The OFT is responsible for delivering its contribution to promoting fair competitive markets in the UK. We are accountable for the delivery of our objectives to Parliament via the presenation of our Annual Report pursuant to section 4 of the Enterprise Act 2002. Under Section 5 of the Government Resources and Accounts Act 2000 the OFT is required to prepare resource accounts for each financial year, which are audited by the National Audit Office.
Ultimately the work of OFT is accountable to the public through Parliamentary scrutiny both in Westminster and the devolved administrations, eg through investigations by select committees. OFT's decisions under competition law, including those made under the CA98 and decisions on CC references of mergers or markets, are subject to appeal to the specialist Competition Appeal Tribunal, an independent body established under the Enterprise Act.
The OFT's licensing decisions under the Consumer Credit Act are subject to appeal heard by an independent panel. Where the OFT enforces consumer protection law, through the courts, its actions can be appealed there.
Our mission is to make markets work well for consumers. Our goal is for competitive, efficient, innovative markets where standards of consumer care are high, consumers have choice, they are empowered and confident about making choices, and where businesses comply with consumer and competition laws but are not disproportionately burdened by government regulations, or restricted and harmed by market abuse.
The tools to achieve this goal are found within the consumer and competition law regimes that lie at the heart of UK economic policy. These tools enable us to look at all aspects of markets to ensure that they are working well for consumers. We use the competition regime to ensure that consumers benefit from competitive and innovative markets which are not constrained, for instance by price fixing, by market sharing and other anti-competitive behaviour, by unnecessary or inappropriate regulations or by anti-competitive mergers. We use the consumer law regime to ensure that consumers are able to make informed and rational selections of products and services and that their choices are unimpeded by artificial constraints such as deceptive practices, misleading advertising, unfair contract terms or the withholding of material information.
Our view is that it is more effective to look at the demand and supply sides of markets together. The competition and consumer regimes are complementary to each other. Empowered and well-informed consumers act as a positive stimulus to competition between businesses. Where consumers are able to make informed decisions, businesses are more likely to innovate, reduce inefficiencies in production and supply and compete in ways which make markets work well for consumers and the wider economy.
We aim to take a market-informed approach, focusing on outcomes which support productivity growth and business vibrancy and improve consumer welfare. We believe that this approach is in the best interests of businesses, consumers, the UK economy and society. We have a wide range of tools at our disposal, from self-regulation in the form of OFT approved Codes of Practice and business education to merger control and the direct enforcement of consumer and competition legislation, including the criminal cartel offence.
Our methods include prosecution, market studies, consultation and workshops, advocacy to help to formulate government policy and to address new or developing competition and consumer issues, and educating businesses and consumers. Beyond the immediate goal of stopping a particular bad practice or promoting a beneficial one, our activities improve the institutions and processes through which competition and consumer policies are formulated and applied.
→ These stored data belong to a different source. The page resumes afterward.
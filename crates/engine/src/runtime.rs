// SPDX-License-Identifier: BUSL-1.1
// Copyright (c) 2026 Alfred Jean LLC

//! The process-global singleton bundle (spec.md §5): mechanism registry,
//! passdb registry, scheme registry, and the failure-delay queue, built
//! once in `main` and shared via `Arc<Runtime>` with every connection
//! task — the idiomatic rendition of spec.md §9's "singleton owned by the
//! top-level runtime object."

use std::time::Duration;

use authd_core::SystemClock;

use crate::failure_delay::FailureDelayQueue;
use crate::mechanisms::MechanismRegistry;
use crate::passdb::PassdbRegistry;
use crate::scheme::SchemeRegistry;

pub struct RuntimeConfig {
    pub failure_delay: Duration,
    pub request_deadline: Duration,
    pub connection_inactivity_timeout: Duration,
}

impl Default for RuntimeConfig {
    fn default() -> Self {
        RuntimeConfig {
            failure_delay: Duration::from_secs(2),
            request_deadline: Duration::from_secs(30),
            connection_inactivity_timeout: Duration::from_secs(60),
        }
    }
}

pub struct Runtime {
    pub mechanisms: MechanismRegistry,
    pub passdbs: PassdbRegistry,
    pub schemes: SchemeRegistry,
    pub failure_delay: FailureDelayQueue,
    pub config: RuntimeConfig,
    pub clock: SystemClock,
}

impl Runtime {
    pub fn new(passdbs: PassdbRegistry, config: RuntimeConfig) -> Runtime {
        Runtime {
            mechanisms: MechanismRegistry::new(),
            passdbs,
            schemes: SchemeRegistry::new(),
            failure_delay: FailureDelayQueue::new(config.failure_delay),
            config,
            clock: SystemClock,
        }
    }
}
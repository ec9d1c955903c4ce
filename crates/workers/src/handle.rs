// SPDX-License-Identifier: BUSL-1.1
// Copyright (c) 2026 Alfred Jean LLC

//! A single worker subprocess's connection: a framed Unix stream plus a
//! pending-request table keyed by [`WorkerTag`], resolved by a background
//! reader task. Writes go through a dedicated writer task over an mpsc
//! channel so `dispatch` never holds a lock across an `.await`.

use std::collections::HashMap;
use std::sync::atomic::{AtomicUsize, Ordering};
use std::sync::Arc;

use authd_core::{WorkerTag, WorkerTagGen};
use parking_lot::Mutex;
use tokio::io::{AsyncBufReadExt, AsyncWriteExt, BufReader};
use tokio::net::UnixStream;
use tokio::sync::{mpsc, oneshot};

use crate::error::WorkerError;
use crate::frame::{WorkerReply, WorkerRequest};

type PendingMap = Arc<Mutex<HashMap<WorkerTag, oneshot::Sender<WorkerReply>>>>;

/// A live worker subprocess. Cloning shares the underlying connection and
/// pending-request table, so a handle can be dispatched to concurrently.
#[derive(Clone)]
pub struct WorkerHandle {
    inner: Arc<Inner>,
}

struct Inner {
    outbox: mpsc::Sender<Vec<u8>>,
    pending: PendingMap,
    tags: WorkerTagGen,
    active: AtomicUsize,
    pid: i32,
}

impl WorkerHandle {
    /// Takes ownership of a connected socket to a freshly spawned worker and
    /// starts the background reader and writer tasks.
    pub fn new(stream: UnixStream, pid: i32) -> WorkerHandle {
        let (read_half, write_half) = stream.into_split();
        let pending: PendingMap = Arc::new(Mutex::new(HashMap::new()));
        let (outbox, outbox_rx) = mpsc::channel::<Vec<u8>>(64);

        tokio::spawn(reader_task(read_half, pending.clone(), pid));
        tokio::spawn(writer_task(write_half, outbox_rx, pid));

        WorkerHandle {
            inner: Arc::new(Inner {
                outbox,
                pending,
                tags: WorkerTagGen::default(),
                active: AtomicUsize::new(0),
                pid,
            }),
        }
    }

    pub fn pid(&self) -> i32 {
        self.inner.pid
    }

    /// Number of requests currently dispatched to this worker and awaiting a
    /// reply. Used by the pool for least-loaded selection.
    pub fn active_count(&self) -> usize {
        self.inner.active.load(Ordering::Relaxed)
    }

    /// Sends a request and awaits its matching reply. Returns
    /// [`WorkerError::WorkerGone`] if the worker's connection closes before a
    /// reply for this tag arrives.
    pub async fn dispatch(
        &self,
        op: crate::frame::WorkerOp,
        fields: Vec<String>,
    ) -> Result<WorkerReply, WorkerError> {
        let tag = self.inner.tags.next();
        let req = WorkerRequest::new(tag, op, fields);
        let (tx, rx) = oneshot::channel();
        self.inner.pending.lock().insert(tag, tx);
        self.inner.active.fetch_add(1, Ordering::Relaxed);
        let _active = ActiveGuard(&self.inner.active);

        let send_result = self.inner.outbox.send(req.to_line().into_bytes()).await;

        if send_result.is_err() {
            self.inner.pending.lock().remove(&tag);
            return Err(WorkerError::WorkerGone);
        }

        rx.await.map_err(|_| WorkerError::WorkerGone)
    }
}

/// Keeps `Inner::active` counting a request from dispatch until the reply
/// resolves (or the connection drops), not merely until it's enqueued.
struct ActiveGuard<'a>(&'a AtomicUsize);

impl Drop for ActiveGuard<'_> {
    fn drop(&mut self) {
        self.0.fetch_sub(1, Ordering::Relaxed);
    }
}

async fn writer_task(
    mut write_half: tokio::net::unix::OwnedWriteHalf,
    mut outbox: mpsc::Receiver<Vec<u8>>,
    pid: i32,
) {
    while let Some(bytes) = outbox.recv().await {
        if let Err(e) = write_half.write_all(&bytes).await {
            tracing::warn!(pid, error = %e, "worker write failed");
            break;
        }
        if let Err(e) = write_half.flush().await {
            tracing::warn!(pid, error = %e, "worker flush failed");
            break;
        }
    }
}

async fn reader_task(read_half: tokio::net::unix::OwnedReadHalf, pending: PendingMap, pid: i32) {
    let mut reader = BufReader::new(read_half);
    let mut line = String::new();
    loop {
        line.clear();
        match reader.read_line(&mut line).await {
            Ok(0) => {
                tracing::warn!(pid, "worker connection closed");
                break;
            }
            Ok(_) => {
                let trimmed = line.trim_end_matches(['\n', '\r']);
                match WorkerReply::parse(trimmed) {
                    Ok(reply) => {
                        if let Some(tx) = pending.lock().remove(&reply.tag) {
                            let _ = tx.send(reply);
                        } else {
                            tracing::warn!(pid, tag = %reply.tag, "reply for unknown tag");
                        }
                    }
                    Err(e) => tracing::warn!(pid, error = %e, "malformed worker reply"),
                }
            }
            Err(e) => {
                tracing::warn!(pid, error = %e, "worker connection read error");
                break;
            }
        }
    }
    // Any still-pending requests will see their oneshot sender dropped and
    // surface WorkerError::WorkerGone.
    pending.lock().clear();
}

#[cfg(test)]
mod tests {
    use super::*;
    use crate::frame::{WorkerOp, WorkerReply, WorkerRequest, WorkerResult};
    use tokio::io::{AsyncBufReadExt, BufReader as TokioBufReader};

    #[tokio::test]
    async fn active_count_stays_elevated_until_reply_resolves() {
        let (ours, theirs) = UnixStream::pair().unwrap();
        let handle = WorkerHandle::new(ours, 1);
        let mut worker_side = TokioBufReader::new(theirs);

        let dispatch = tokio::spawn({
            let handle = handle.clone();
            async move { handle.dispatch(WorkerOp::PassV, vec!["alice".to_string()]).await }
        });

        let mut line = String::new();
        worker_side.read_line(&mut line).await.unwrap();
        let req = WorkerRequest::parse(line.trim_end()).unwrap();

        // The request has been read by the worker but no reply sent yet:
        // active_count must still reflect it as in flight.
        assert_eq!(handle.active_count(), 1);

        let reply = WorkerReply::new(req.tag, WorkerResult::Ok, Vec::new());
        worker_side.get_mut().write_all(reply.to_line().as_bytes()).await.unwrap();

        let result = dispatch.await.unwrap();
        assert!(matches!(result, Ok(r) if r.result == WorkerResult::Ok));
        assert_eq!(handle.active_count(), 0);
    }
}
Acting to prevent harm in the first place is better for consumers than taking enforcement action afterwards. One of the ways to achieve this is to equip parties with the necessary knowledge and ability to protect themselves against unlawful practice. We undertake powerful awareness and education programmes and co-ordinate an alliance of consumer education partners. Our aim is to increase consumer and business knowledge and to deal rapidly with complaints from all parties who are affected by illegal activity and market failure. Prevention is not solely up to individuals or the government, however, and business representatives and industry organisations can and do play an important role. Government intervention should be the last, not the first, resort, and we ask industry to 'Do the Right Thing' and police itself by raising compliance levels and by stopping unlawful, unfair and deceptive practices.
As part of the annual business planning process, the Board reviews strategic priorities and sets objectives and specific deliverables for the coming year, having first consulted publicly with stakeholders. The objectives and deliverables are set out in the OFT's Annual Plan.
The Board reviews progress against objectives and deliverables, and financial performance on a quarterly basis. Progress is reviewed each year in our Annual Report and Accounts.
The OFT's approach to risk management is based on assessing risks that might impact adversely on our goal of making markets work well for consumers, and acting on opportunities to advance that goal.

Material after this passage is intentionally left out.